use super::EmuError;

/// Main memory, organised as 32-bit little-endian words.
///
/// Accesses outside of the array read as zero and writes to them are dropped.
pub struct Ram {
    words: Box<[u32]>,
}

impl Ram {
    /// Creates a new [`Ram`] instance of `size` bytes, initialized to zero.
    pub fn new(size: usize) -> Result<Self, EmuError> {
        if size == 0 || size % 4 != 0 {
            return Err(EmuError::InvalidRamSize(size));
        }
        Ok(Self {
            words: vec![0u32; size / 4].into_boxed_slice(),
        })
    }

    /// The size of memory in bytes.
    pub fn size(&self) -> usize {
        self.words.len() * 4
    }

    /// Copies `image` into memory starting at `addr`.
    pub fn load(&mut self, addr: u32, image: &[u8]) -> Result<(), EmuError> {
        let end = addr as usize + image.len();
        if end > self.size() {
            return Err(EmuError::ImageTooLarge {
                addr,
                len: image.len(),
                size: self.size(),
            });
        }
        for (offset, byte) in image.iter().enumerate() {
            self.write_byte(addr + offset as u32, *byte);
        }
        Ok(())
    }

    /// Returns a single byte at any alignment.
    pub fn read_byte(&self, addr: u32) -> u8 {
        match self.words.get((addr >> 2) as usize) {
            Some(word) => (word >> (8 * (addr & 0x03))) as u8,
            None => 0,
        }
    }

    pub fn write_byte(&mut self, addr: u32, value: u8) {
        let shift = 8 * (addr & 0x03);
        if let Some(word) = self.words.get_mut((addr >> 2) as usize) {
            *word = (*word & !(0xff << shift)) | ((value as u32) << shift);
        } else {
            log::trace!("dropped write of {:#04x} to unmapped {:#010x}", value, addr);
        }
    }

    /// Reads `width` (1, 2 or 4) bytes starting at `addr`, little-endian.
    pub fn read(&self, addr: u32, width: u32) -> u32 {
        (0..width).fold(0, |acc, i| {
            acc | (self.read_byte(addr.wrapping_add(i)) as u32) << (8 * i)
        })
    }

    /// Writes the low `width` (1, 2 or 4) bytes of `value` starting at `addr`, little-endian.
    pub fn write(&mut self, addr: u32, width: u32, value: u32) {
        for i in 0..width {
            self.write_byte(addr.wrapping_add(i), (value >> (8 * i)) as u8);
        }
    }
}
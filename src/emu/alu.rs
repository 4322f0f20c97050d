// The ALU's current mode of operation.
#[derive(Debug, Clone, Copy, PartialEq, Eq, Hash)]
#[repr(u8)]
pub enum AluMode {
    Add = 0,
    Sub,
    Sll,
    Slt,
    Sltu,
    Xor,
    Srl,
    Sra,
    Or,
    And,
}

impl AluMode {
    /// Computes `left <op> right`. Shift amounts use the low five bits of `right`.
    pub fn eval(self, left: u32, right: u32) -> u32 {
        let shamt = right & 0x1f;
        match self {
            Self::Add => left.wrapping_add(right),
            Self::Sub => left.wrapping_sub(right),
            Self::Sll => left << shamt,
            Self::Slt => ((left as i32) < (right as i32)) as u32,
            Self::Sltu => (left < right) as u32,
            Self::Xor => left ^ right,
            Self::Srl => left >> shamt,
            Self::Sra => ((left as i32) >> shamt) as u32,
            Self::Or => left | right,
            Self::And => left & right,
        }
    }
}

/// Branch comparison kinds.
#[derive(Debug, Clone, Copy, PartialEq, Eq, Hash)]
pub enum BranchCond {
    Eq,
    Ne,
    Lt,
    Ge,
    Ltu,
    Geu,
}

impl BranchCond {
    pub fn taken(self, left: u32, right: u32) -> bool {
        match self {
            Self::Eq => left == right,
            Self::Ne => left != right,
            Self::Lt => (left as i32) < (right as i32),
            Self::Ge => (left as i32) >= (right as i32),
            Self::Ltu => left < right,
            Self::Geu => left >= right,
        }
    }
}
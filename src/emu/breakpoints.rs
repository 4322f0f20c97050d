/// Number of breakpoint slots.
pub const NUM_BREAKPOINTS: usize = 64;

#[derive(Debug, Clone, Copy, Default, PartialEq, Eq)]
pub struct Breakpoint {
    pub addr: u32,
    pub enabled: bool,
}

/// A fixed-capacity set of PC breakpoints.
///
/// Slots are never reallocated. The same address may occupy several enabled slots.
#[derive(Debug, Clone)]
pub struct BreakpointTable {
    slots: [Breakpoint; NUM_BREAKPOINTS],
}

impl BreakpointTable {
    pub fn new() -> Self {
        Self {
            slots: [Breakpoint::default(); NUM_BREAKPOINTS],
        }
    }

    /// Enables the first free slot for `addr`. Returns `false` if every slot is taken.
    pub fn insert(&mut self, addr: u32) -> bool {
        match self.slots.iter_mut().find(|bp| !bp.enabled) {
            Some(slot) => {
                *slot = Breakpoint {
                    addr,
                    enabled: true,
                };
                true
            }
            None => false,
        }
    }

    /// Disables the first enabled slot at `addr`.
    ///
    /// Removing a breakpoint that does not exist is not an error, so this always returns `true`.
    pub fn remove(&mut self, addr: u32) -> bool {
        if let Some(slot) = self
            .slots
            .iter_mut()
            .find(|bp| bp.enabled && bp.addr == addr)
        {
            *slot = Breakpoint::default();
        }
        true
    }

    pub fn contains(&self, addr: u32) -> bool {
        self.slots.iter().any(|bp| bp.enabled && bp.addr == addr)
    }

    /// Number of enabled slots.
    pub fn len(&self) -> usize {
        self.slots.iter().filter(|bp| bp.enabled).count()
    }

    pub fn is_empty(&self) -> bool {
        self.len() == 0
    }
}

impl Default for BreakpointTable {
    fn default() -> Self {
        Self::new()
    }
}
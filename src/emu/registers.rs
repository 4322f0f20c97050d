/// The general purpose register file (`x0` - `x31`).
///
/// `x0` is hardwired to zero: writes to it are discarded.
#[derive(Debug, Clone, Default)]
pub struct Registers {
    x: [u32; 32],
}

impl Registers {
    pub fn read(&self, reg: u8) -> u32 {
        self.x[(reg & 0x1f) as usize]
    }

    pub fn write(&mut self, reg: u8, value: u32) {
        let reg = (reg & 0x1f) as usize;
        if reg != 0 {
            self.x[reg] = value;
        }
    }

    /// Clears every register back to zero.
    pub fn reset(&mut self) {
        self.x = [0; 32];
    }
}
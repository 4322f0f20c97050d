//! Routes client input to the debugger and builds the replies.

use crate::{
    emu::{debugger::Debugger, EmuError},
    plat::Engine,
};

use super::{
    command::Command,
    packet::{self, Packet},
};

/// Acknowledges every delimited frame.
pub const ACK: &[u8] = b"+";

/// What we tell the client it can expect as a stop reason.
pub const SUPPORTED_FEATURES: &str = "swbreak+;hwbreak+";

/// Stopped with SIGTRAP.
pub const STOP_REPLY: &str = "S05";

/// The program exited with status 0.
pub const EXIT_REPLY: &str = "W00";

const ERROR_TABLE_FULL: &str = "E 01";

fn hex(bytes: impl IntoIterator<Item = u8>) -> String {
    bytes.into_iter().map(|b| format!("{:02x}", b)).collect()
}

/// Frames a reply payload, logging and dropping it if it doesn't fit in a packet.
pub fn frame(payload: &str) -> Option<Vec<u8>> {
    match packet::encode(payload.as_bytes()) {
        Ok(frame) => Some(frame),
        Err(e) => {
            log::error!("not sending reply: {}", e);
            None
        }
    }
}

/// Runs a parsed command and returns the reply payload, or `None` if nothing should be sent.
///
/// # Errors
///
/// Returns [`EmuError::Finished`] if stepping ended the program.
pub fn execute<E: Engine>(dbg: &mut Debugger<E>, cmd: Command) -> Result<Option<String>, EmuError> {
    log::debug!("executing {:?}", cmd);
    let reply = match cmd {
        Command::QuerySupported => SUPPORTED_FEATURES.to_string(),
        Command::InsertBreakpoint { addr, kind } => {
            log::debug!("set breakpoint at {:08X} (kind {})", addr, kind);
            if dbg.set_breakpoint(addr) {
                "OK".to_string()
            } else {
                log::warn!("breakpoint table full, rejecting {:08X}", addr);
                ERROR_TABLE_FULL.to_string()
            }
        }
        Command::RemoveBreakpoint { addr, kind } => {
            log::debug!("clear breakpoint at {:08X} (kind {})", addr, kind);
            dbg.clear_breakpoint(addr);
            "OK".to_string()
        }
        Command::StopReason => STOP_REPLY.to_string(),
        Command::ReadRegisters => hex(dbg.registers().iter().flat_map(|r| r.to_le_bytes())),
        Command::Step => {
            dbg.step()?;
            STOP_REPLY.to_string()
        }
        Command::Continue => {
            dbg.resume();
            "OK".to_string()
        }
        Command::ReadMemory { addr, len } => {
            if !packet::fits(len as usize * 2) {
                log::error!(
                    "not sending reply: {} bytes from {:08X} won't fit in a packet",
                    len,
                    addr
                );
                return Ok(None);
            }
            let mut buf = vec![0u8; len as usize];
            dbg.read_memory(addr, &mut buf);
            hex(buf)
        }
        Command::Unknown => String::new(),
    };
    Ok(Some(reply))
}

/// Handles one read's worth of client input.
///
/// Returns everything that should be written back, in order: the `+` acknowledgment for a
/// delimited frame, followed by its framed reply. Malformed input is logged and produces no reply.
///
/// # Errors
///
/// Returns [`EmuError::Finished`] if stepping ended the program.
pub fn handle_input<E: Engine>(
    dbg: &mut Debugger<E>,
    raw: &[u8],
) -> Result<Vec<Vec<u8>>, EmuError> {
    let mut out = Vec::new();
    let payload = match packet::decode(raw) {
        Ok(Packet::Empty) => return Ok(out),
        Ok(Packet::Retransmit) => {
            log::warn!("client asked for a retransmission, which isn't implemented");
            return Ok(out);
        }
        Ok(Packet::Break) => {
            let reply = if dbg.halt() { STOP_REPLY } else { "OK" };
            out.extend(frame(reply));
            return Ok(out);
        }
        Ok(Packet::Frame(payload)) => payload,
        Err(e) => {
            log::warn!("dropping input: {} ({:?})", e, String::from_utf8_lossy(raw));
            return Ok(out);
        }
    };

    out.push(ACK.to_vec());

    match Command::parse(payload) {
        Ok(cmd) => {
            if let Some(reply) = execute(dbg, cmd)? {
                out.extend(frame(&reply));
            }
        }
        Err(e) => log::warn!("dropping packet: {}", e),
    }
    Ok(out)
}
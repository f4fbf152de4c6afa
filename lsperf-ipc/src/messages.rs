//! IPC Message Types
//!
//! Requests are a tagged variant over the two kinds of work a worker accepts.
//! Every decoded message is validated before it reaches the caller.

use rkyv::{Archive, Deserialize as RkyvDeserialize, Serialize as RkyvSerialize};
use thiserror::Error;

/// A message decoded correctly but carrying values the protocol does not allow.
#[derive(Debug, Clone, PartialEq, Error)]
pub enum ProtocolError {
    /// A required string field was empty
    #[error("empty field `{0}`")]
    EmptyField(&'static str),

    /// A duration was negative, NaN or infinite
    #[error("invalid duration for `{field}`: {value}")]
    InvalidDuration {
        /// Which duration field
        field: &'static str,
        /// Offending value
        value: f64,
    },

    /// Worker and supervisor disagree on the protocol version
    #[error("protocol version mismatch: expected {expected}, got {got}")]
    VersionMismatch {
        /// Version the supervisor speaks
        expected: u32,
        /// Version the worker advertised
        got: u32,
    },
}

/// Measure both tracked operations at one source position.
#[derive(Debug, Clone, PartialEq, Eq, Archive, RkyvSerialize, RkyvDeserialize)]
#[archive(check_bytes)]
pub struct PositionMeasurement {
    /// Source file, as reported by the toolchain's file list
    pub file: String,
    /// Character offset of the identifier within `file`
    pub offset: u32,
    /// Root directory of the package under test
    pub package_directory: String,
    /// Toolchain version selecting the compiler service
    pub toolchain_version: String,
}

/// Run one full batch compile of a package.
#[derive(Debug, Clone, PartialEq, Eq, Archive, RkyvSerialize, RkyvDeserialize)]
#[archive(check_bytes)]
pub struct BatchCompileMeasurement {
    /// Root directory of the package under test
    pub package_directory: String,
    /// Toolchain version selecting the compiler service
    pub toolchain_version: String,
}

/// Requests sent from supervisor to worker
#[derive(Debug, Clone, PartialEq, Eq, Archive, RkyvSerialize, RkyvDeserialize)]
#[archive(check_bytes)]
pub enum WorkerRequest {
    /// Time completions and quick-info at one position
    Measure(PositionMeasurement),
    /// Batch compile the package and report type/cache introspection
    BatchCompile(BatchCompileMeasurement),
    /// Stop the worker loop
    Shutdown,
}

impl WorkerRequest {
    /// Check field-level constraints that rkyv's byte validation cannot express.
    pub fn validate(&self) -> Result<(), ProtocolError> {
        match self {
            WorkerRequest::Measure(m) => {
                non_empty("file", &m.file)?;
                non_empty("package_directory", &m.package_directory)?;
                non_empty("toolchain_version", &m.toolchain_version)
            }
            WorkerRequest::BatchCompile(b) => {
                non_empty("package_directory", &b.package_directory)?;
                non_empty("toolchain_version", &b.toolchain_version)
            }
            WorkerRequest::Shutdown => Ok(()),
        }
    }
}

/// Timing result for one input, one trial. Durations are milliseconds.
#[derive(Debug, Clone, PartialEq, Archive, RkyvSerialize, RkyvDeserialize)]
#[archive(check_bytes)]
pub struct SingleMeasurement {
    /// Source file of the measured position
    pub file: String,
    /// Offset of the measured position
    pub offset: u32,
    /// Wall-clock time of the completions request
    pub completions_duration_ms: f64,
    /// Wall-clock time of the quick-info request
    pub quick_info_duration_ms: f64,
}

impl SingleMeasurement {
    /// Check that both durations are usable samples.
    pub fn validate(&self) -> Result<(), ProtocolError> {
        non_empty("file", &self.file)?;
        valid_duration("completions_duration_ms", self.completions_duration_ms)?;
        valid_duration("quick_info_duration_ms", self.quick_info_duration_ms)
    }
}

/// Sizes of the checker's internal relation caches after a batch compile.
#[derive(
    Debug, Clone, Copy, Default, PartialEq, Eq, Archive, RkyvSerialize, RkyvDeserialize,
)]
#[archive(check_bytes)]
pub struct RelationCacheSizes {
    /// Assignability relation cache
    pub assignable: u64,
    /// Identity relation cache
    pub identity: u64,
    /// Subtype relation cache
    pub subtype: u64,
    /// Strict subtype relation cache
    pub strict_subtype: u64,
}

/// Outcome of a batch compile.
#[derive(Debug, Clone, PartialEq, Eq, Archive, RkyvSerialize, RkyvDeserialize)]
#[archive(check_bytes)]
pub struct BatchCompileResult {
    /// Number of types the checker created
    pub type_count: u64,
    /// Heap bytes in use after the compile
    pub memory_usage: u64,
    /// Relation cache sizes
    pub relation_cache_sizes: RelationCacheSizes,
    /// Module specifiers that failed to resolve
    pub unresolved_modules: Vec<String>,
}

/// Worker capabilities advertised during handshake
#[derive(Debug, Clone, PartialEq, Eq, Archive, RkyvSerialize, RkyvDeserialize)]
#[archive(check_bytes)]
pub struct WorkerCapabilities {
    /// Protocol version for compatibility
    pub protocol_version: u32,
    /// Process id of the worker
    pub pid: u32,
    /// Number of logical CPUs available
    pub cpu_count: u32,
}

impl Default for WorkerCapabilities {
    fn default() -> Self {
        Self {
            protocol_version: crate::PROTOCOL_VERSION,
            pid: std::process::id(),
            cpu_count: std::thread::available_parallelism()
                .map(|p| p.get() as u32)
                .unwrap_or(1),
        }
    }
}

/// Categories of request failures
#[derive(Debug, Clone, Copy, PartialEq, Eq, Archive, RkyvSerialize, RkyvDeserialize)]
#[archive(check_bytes)]
pub enum FailureKind {
    /// The compiler service panicked (caught)
    Panic,
    /// The compiler service returned an error
    Service,
    /// The request was rejected at the protocol boundary
    Protocol,
}

/// Messages sent from worker to supervisor
#[derive(Debug, Clone, PartialEq, Archive, RkyvSerialize, RkyvDeserialize)]
#[archive(check_bytes)]
pub enum WorkerMessage {
    /// Initial handshake with worker capabilities
    Hello(WorkerCapabilities),

    /// Result of a `Measure` request
    Measured(SingleMeasurement),

    /// Result of a `BatchCompile` request
    BatchCompiled(BatchCompileResult),

    /// The request could not be served; no sample was recorded
    Failure {
        /// Error category
        kind: FailureKind,
        /// Human-readable error message
        message: String,
    },
}

impl WorkerMessage {
    /// Validate the payload of a decoded message.
    pub fn validate(&self) -> Result<(), ProtocolError> {
        match self {
            WorkerMessage::Hello(caps) if caps.protocol_version != crate::PROTOCOL_VERSION => {
                Err(ProtocolError::VersionMismatch {
                    expected: crate::PROTOCOL_VERSION,
                    got: caps.protocol_version,
                })
            }
            WorkerMessage::Measured(m) => m.validate(),
            _ => Ok(()),
        }
    }
}

fn non_empty(field: &'static str, value: &str) -> Result<(), ProtocolError> {
    if value.is_empty() {
        Err(ProtocolError::EmptyField(field))
    } else {
        Ok(())
    }
}

fn valid_duration(field: &'static str, value: f64) -> Result<(), ProtocolError> {
    if value.is_finite() && value >= 0.0 {
        Ok(())
    } else {
        Err(ProtocolError::InvalidDuration { field, value })
    }
}

#[cfg(test)]
mod tests {
    use super::*;

    fn measure(file: &str, dir: &str) -> WorkerRequest {
        WorkerRequest::Measure(PositionMeasurement {
            file: file.to_string(),
            offset: 12,
            package_directory: dir.to_string(),
            toolchain_version: "5.4".to_string(),
        })
    }

    #[test]
    fn test_measure_request_validates() {
        assert!(measure("index.test.ts", "/pkgs/react").validate().is_ok());
        assert_eq!(
            measure("", "/pkgs/react").validate(),
            Err(ProtocolError::EmptyField("file"))
        );
        assert_eq!(
            measure("a.ts", "").validate(),
            Err(ProtocolError::EmptyField("package_directory"))
        );
    }

    #[test]
    fn test_batch_request_requires_toolchain() {
        let req = WorkerRequest::BatchCompile(BatchCompileMeasurement {
            package_directory: "/pkgs/react".to_string(),
            toolchain_version: String::new(),
        });
        assert_eq!(
            req.validate(),
            Err(ProtocolError::EmptyField("toolchain_version"))
        );
        assert!(WorkerRequest::Shutdown.validate().is_ok());
    }

    #[test]
    fn test_measurement_rejects_bad_durations() {
        let mut m = SingleMeasurement {
            file: "a.ts".to_string(),
            offset: 0,
            completions_duration_ms: 1.5,
            quick_info_duration_ms: 0.0,
        };
        assert!(m.validate().is_ok());

        m.quick_info_duration_ms = f64::NAN;
        assert!(matches!(
            m.validate(),
            Err(ProtocolError::InvalidDuration {
                field: "quick_info_duration_ms",
                ..
            })
        ));

        m.quick_info_duration_ms = -1.0;
        assert!(m.validate().is_err());
    }

    #[test]
    fn test_hello_version_check() {
        let ok = WorkerMessage::Hello(WorkerCapabilities::default());
        assert!(ok.validate().is_ok());

        let stale = WorkerMessage::Hello(WorkerCapabilities {
            protocol_version: crate::PROTOCOL_VERSION + 1,
            ..Default::default()
        });
        assert!(matches!(
            stale.validate(),
            Err(ProtocolError::VersionMismatch { .. })
        ));
    }

    #[test]
    fn test_worker_capabilities_default() {
        let caps = WorkerCapabilities::default();
        assert_eq!(caps.protocol_version, crate::PROTOCOL_VERSION);
        assert_eq!(caps.pid, std::process::id());
        assert!(caps.cpu_count >= 1);
    }
}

....................

● Work order:
Write out a verbatim copy of the data, beginning with its first line and ending with the line that contains "if size == 0".

● Task answer:
use super::EmuError;

/// Main memory, organised as 32-bit little-endian words.
///
/// Accesses outside of the array read as zero and writes to them are dropped.
pub struct Ram {
    words: Box<[u32]>,
}

impl Ram {
    /// Creates a new [`Ram`] instance of `size` bytes, initialized to zero.
    pub fn new(size: usize) -> Result<Self, EmuError> {
        if size == 0 || size % 4 != 0 {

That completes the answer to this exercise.